- Work instruction:
Two lines in the listing below mark the span: one contains "repository c24d7c292f6915e3" and one contains "person with role". Reproduce both of them and everything between, exactly.

• • • •

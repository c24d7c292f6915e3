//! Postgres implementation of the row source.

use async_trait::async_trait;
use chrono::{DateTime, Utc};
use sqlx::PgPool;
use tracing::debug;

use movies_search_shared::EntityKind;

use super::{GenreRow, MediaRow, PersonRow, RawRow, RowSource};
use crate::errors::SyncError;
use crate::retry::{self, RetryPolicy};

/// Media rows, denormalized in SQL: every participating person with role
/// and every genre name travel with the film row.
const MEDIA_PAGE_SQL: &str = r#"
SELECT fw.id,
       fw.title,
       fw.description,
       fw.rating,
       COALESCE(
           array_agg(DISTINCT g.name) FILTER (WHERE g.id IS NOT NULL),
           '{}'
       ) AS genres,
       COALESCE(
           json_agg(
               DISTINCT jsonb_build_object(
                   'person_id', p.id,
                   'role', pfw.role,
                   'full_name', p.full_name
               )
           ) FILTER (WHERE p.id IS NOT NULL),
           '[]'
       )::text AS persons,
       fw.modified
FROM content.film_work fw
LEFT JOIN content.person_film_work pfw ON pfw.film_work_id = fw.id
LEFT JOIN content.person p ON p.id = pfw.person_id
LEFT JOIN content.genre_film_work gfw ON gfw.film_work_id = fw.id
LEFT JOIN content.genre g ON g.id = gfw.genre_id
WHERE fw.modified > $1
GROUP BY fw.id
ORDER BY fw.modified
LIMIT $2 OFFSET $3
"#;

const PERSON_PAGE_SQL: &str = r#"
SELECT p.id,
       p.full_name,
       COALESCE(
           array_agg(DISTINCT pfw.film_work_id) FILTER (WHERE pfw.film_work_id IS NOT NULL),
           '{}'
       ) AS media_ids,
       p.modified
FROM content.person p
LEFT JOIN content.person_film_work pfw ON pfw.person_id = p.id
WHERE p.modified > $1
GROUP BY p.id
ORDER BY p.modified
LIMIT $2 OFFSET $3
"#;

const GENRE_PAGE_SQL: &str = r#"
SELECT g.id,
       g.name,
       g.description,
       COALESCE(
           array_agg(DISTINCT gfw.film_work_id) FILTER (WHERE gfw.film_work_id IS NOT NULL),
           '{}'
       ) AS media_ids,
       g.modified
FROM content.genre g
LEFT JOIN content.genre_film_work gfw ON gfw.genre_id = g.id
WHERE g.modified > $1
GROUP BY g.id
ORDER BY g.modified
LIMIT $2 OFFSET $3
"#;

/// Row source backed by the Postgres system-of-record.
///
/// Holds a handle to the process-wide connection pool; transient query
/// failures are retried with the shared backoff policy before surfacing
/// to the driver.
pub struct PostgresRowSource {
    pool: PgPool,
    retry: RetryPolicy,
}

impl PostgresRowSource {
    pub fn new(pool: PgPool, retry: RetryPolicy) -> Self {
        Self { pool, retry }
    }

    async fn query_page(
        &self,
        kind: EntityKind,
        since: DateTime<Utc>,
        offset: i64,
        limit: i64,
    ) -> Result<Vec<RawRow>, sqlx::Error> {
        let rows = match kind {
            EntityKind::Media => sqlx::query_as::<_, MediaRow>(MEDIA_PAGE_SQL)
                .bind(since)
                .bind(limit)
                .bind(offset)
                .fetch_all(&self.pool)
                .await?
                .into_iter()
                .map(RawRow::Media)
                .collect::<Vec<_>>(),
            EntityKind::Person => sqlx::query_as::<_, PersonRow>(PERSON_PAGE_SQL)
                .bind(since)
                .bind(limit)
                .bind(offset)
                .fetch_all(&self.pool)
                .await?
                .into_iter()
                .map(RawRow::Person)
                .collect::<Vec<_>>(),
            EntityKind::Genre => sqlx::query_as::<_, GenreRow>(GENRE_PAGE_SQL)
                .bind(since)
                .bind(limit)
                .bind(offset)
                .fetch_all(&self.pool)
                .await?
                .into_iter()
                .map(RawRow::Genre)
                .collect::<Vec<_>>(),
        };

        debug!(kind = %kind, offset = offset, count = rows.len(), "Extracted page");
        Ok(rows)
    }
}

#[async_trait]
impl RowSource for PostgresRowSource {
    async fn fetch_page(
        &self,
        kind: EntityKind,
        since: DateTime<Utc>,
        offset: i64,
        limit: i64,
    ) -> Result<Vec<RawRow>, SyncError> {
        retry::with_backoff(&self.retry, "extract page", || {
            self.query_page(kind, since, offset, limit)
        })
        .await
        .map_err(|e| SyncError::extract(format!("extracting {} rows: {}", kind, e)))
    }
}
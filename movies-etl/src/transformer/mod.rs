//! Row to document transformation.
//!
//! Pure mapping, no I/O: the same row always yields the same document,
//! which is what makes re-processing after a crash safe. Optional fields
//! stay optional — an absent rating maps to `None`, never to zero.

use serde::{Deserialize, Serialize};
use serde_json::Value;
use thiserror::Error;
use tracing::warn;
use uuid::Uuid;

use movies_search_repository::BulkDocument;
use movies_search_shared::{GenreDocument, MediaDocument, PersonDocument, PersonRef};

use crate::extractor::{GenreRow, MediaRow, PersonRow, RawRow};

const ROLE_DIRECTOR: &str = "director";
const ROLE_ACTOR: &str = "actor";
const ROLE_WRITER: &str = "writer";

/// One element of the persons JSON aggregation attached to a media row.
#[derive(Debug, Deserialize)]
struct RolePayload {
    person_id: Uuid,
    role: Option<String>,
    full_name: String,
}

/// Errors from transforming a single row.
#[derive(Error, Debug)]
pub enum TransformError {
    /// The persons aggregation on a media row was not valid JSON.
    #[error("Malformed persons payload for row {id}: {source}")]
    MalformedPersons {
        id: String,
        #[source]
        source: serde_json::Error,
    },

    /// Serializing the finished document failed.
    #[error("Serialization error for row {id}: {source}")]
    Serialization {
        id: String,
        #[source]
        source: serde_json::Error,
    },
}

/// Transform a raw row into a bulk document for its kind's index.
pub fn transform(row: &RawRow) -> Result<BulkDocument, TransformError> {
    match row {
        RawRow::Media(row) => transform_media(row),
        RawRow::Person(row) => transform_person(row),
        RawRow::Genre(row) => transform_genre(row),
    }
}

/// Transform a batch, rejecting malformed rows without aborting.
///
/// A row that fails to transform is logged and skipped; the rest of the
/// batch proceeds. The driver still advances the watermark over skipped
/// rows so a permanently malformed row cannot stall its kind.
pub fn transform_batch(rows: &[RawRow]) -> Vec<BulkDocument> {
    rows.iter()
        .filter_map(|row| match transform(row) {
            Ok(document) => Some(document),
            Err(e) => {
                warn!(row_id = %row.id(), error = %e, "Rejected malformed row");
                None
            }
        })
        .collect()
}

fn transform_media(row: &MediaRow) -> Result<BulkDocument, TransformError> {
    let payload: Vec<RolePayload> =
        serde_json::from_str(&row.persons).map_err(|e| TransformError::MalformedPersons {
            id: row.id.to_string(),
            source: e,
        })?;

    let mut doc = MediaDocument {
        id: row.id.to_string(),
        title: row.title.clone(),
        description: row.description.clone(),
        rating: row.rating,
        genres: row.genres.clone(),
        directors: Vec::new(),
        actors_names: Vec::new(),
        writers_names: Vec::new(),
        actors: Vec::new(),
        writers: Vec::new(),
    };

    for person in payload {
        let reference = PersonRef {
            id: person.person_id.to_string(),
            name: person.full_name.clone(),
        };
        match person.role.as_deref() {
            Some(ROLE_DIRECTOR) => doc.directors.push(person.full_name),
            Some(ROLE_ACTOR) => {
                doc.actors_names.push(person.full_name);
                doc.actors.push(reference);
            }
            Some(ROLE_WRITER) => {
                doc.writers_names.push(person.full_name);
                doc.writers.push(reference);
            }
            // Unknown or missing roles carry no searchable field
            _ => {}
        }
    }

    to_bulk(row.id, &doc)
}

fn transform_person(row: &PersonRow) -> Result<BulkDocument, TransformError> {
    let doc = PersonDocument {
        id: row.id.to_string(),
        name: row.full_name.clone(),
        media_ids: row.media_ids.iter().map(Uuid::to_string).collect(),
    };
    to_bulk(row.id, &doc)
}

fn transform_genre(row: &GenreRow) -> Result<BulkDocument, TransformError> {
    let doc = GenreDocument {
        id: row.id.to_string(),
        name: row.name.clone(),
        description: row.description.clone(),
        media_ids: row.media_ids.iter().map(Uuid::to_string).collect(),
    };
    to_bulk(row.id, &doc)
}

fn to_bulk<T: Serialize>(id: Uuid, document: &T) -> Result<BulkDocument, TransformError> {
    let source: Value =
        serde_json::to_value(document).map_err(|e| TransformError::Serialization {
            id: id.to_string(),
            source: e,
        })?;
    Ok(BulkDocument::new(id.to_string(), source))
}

• • • •

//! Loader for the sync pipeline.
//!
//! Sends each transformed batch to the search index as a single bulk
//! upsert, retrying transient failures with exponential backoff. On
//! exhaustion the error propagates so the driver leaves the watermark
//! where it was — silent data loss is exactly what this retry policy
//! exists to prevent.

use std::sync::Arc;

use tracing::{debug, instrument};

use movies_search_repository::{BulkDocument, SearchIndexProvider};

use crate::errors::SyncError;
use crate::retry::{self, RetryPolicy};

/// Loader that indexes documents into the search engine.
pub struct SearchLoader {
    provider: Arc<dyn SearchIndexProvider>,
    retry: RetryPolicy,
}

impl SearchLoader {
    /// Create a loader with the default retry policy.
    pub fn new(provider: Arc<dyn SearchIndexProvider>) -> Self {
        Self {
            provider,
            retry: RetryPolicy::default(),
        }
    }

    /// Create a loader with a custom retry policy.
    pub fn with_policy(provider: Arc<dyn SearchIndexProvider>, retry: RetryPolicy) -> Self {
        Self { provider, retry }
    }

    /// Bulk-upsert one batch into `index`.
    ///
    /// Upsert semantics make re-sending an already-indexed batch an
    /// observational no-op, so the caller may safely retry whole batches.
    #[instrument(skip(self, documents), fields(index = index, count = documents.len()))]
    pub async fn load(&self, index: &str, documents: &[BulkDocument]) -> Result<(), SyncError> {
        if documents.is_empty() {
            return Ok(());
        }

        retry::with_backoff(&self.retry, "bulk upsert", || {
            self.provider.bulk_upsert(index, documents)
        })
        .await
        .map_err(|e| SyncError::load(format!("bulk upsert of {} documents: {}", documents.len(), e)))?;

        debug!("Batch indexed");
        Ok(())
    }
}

• • • •

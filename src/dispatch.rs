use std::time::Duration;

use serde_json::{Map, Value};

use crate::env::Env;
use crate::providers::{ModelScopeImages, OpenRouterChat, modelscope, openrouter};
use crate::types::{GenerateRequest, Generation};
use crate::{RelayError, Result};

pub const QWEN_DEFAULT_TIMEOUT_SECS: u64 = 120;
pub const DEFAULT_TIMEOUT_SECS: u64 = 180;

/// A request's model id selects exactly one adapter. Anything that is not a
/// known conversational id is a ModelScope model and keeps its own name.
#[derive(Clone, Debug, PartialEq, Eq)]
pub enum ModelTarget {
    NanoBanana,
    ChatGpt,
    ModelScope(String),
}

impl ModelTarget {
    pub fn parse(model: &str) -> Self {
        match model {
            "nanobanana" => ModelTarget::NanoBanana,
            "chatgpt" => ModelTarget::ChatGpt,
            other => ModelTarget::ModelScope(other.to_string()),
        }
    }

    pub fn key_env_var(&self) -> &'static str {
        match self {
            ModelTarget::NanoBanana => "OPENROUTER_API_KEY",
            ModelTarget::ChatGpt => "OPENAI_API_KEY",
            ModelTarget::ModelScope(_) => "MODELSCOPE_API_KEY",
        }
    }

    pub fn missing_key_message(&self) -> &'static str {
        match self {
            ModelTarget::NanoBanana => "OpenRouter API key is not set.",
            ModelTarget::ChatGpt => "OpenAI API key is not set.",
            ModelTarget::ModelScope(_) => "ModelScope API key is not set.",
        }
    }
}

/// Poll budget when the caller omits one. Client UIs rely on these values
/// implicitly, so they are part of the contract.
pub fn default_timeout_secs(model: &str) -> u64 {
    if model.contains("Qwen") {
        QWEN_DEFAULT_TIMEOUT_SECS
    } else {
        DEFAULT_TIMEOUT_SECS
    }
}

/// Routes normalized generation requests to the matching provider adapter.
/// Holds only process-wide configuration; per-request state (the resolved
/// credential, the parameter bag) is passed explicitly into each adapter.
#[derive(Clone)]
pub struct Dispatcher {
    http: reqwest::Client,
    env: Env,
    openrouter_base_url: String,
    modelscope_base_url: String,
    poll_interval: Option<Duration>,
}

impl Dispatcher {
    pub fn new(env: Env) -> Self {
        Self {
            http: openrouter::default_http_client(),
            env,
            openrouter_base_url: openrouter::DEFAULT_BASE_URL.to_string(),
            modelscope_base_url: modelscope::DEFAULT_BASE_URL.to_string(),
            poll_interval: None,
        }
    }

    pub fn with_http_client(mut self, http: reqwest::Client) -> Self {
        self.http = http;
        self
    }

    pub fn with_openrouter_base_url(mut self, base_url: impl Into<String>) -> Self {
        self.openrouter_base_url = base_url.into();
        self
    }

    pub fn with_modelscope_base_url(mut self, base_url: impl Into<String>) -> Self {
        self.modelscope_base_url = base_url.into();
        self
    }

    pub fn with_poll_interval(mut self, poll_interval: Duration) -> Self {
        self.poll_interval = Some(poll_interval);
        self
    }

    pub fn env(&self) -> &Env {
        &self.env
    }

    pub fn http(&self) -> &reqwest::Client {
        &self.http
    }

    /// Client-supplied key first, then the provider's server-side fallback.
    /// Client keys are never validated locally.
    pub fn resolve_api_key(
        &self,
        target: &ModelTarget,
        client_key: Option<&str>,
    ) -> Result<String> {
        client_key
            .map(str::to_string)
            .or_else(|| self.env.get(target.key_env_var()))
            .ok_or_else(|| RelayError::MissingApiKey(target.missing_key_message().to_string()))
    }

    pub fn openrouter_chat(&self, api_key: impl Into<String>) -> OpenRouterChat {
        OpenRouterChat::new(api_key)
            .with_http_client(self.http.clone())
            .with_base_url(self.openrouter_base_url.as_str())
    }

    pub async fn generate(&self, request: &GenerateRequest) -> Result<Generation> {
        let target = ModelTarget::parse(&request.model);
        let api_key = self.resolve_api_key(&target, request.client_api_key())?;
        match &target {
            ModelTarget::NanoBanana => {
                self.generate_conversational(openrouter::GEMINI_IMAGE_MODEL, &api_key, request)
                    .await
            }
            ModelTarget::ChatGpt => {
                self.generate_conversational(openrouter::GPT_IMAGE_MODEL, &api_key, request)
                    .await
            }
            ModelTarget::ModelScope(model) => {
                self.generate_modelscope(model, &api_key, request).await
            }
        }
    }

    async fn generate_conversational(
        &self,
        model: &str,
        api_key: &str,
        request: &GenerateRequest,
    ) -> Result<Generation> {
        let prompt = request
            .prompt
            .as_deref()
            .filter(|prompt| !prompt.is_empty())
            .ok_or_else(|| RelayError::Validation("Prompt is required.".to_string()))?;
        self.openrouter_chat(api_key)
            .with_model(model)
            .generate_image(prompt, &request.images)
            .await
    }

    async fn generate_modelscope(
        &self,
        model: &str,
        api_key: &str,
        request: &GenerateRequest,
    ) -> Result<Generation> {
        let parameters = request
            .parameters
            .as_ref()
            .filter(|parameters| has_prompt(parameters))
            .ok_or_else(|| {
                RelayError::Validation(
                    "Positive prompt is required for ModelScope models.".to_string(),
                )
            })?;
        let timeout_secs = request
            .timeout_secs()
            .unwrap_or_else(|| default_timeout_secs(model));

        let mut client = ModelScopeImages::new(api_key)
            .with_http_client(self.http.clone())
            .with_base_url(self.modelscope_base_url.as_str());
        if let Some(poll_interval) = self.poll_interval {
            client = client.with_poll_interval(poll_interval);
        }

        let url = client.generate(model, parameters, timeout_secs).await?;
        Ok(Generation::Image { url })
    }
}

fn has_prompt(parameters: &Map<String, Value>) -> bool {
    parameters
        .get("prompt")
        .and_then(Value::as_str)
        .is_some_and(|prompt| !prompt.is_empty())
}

• • • •

- Task answer:
repository c24d7c292f6915e3
//! Postgres implementation of the row source.

use async_trait::async_trait;
use chrono::{DateTime, Utc};
use sqlx::PgPool;
use tracing::debug;

use movies_search_shared::EntityKind;

use super::{GenreRow, MediaRow, PersonRow, RawRow, RowSource};
use crate::errors::SyncError;
use crate::retry::{self, RetryPolicy};

/// Media rows, denormalized in SQL: every participating person with role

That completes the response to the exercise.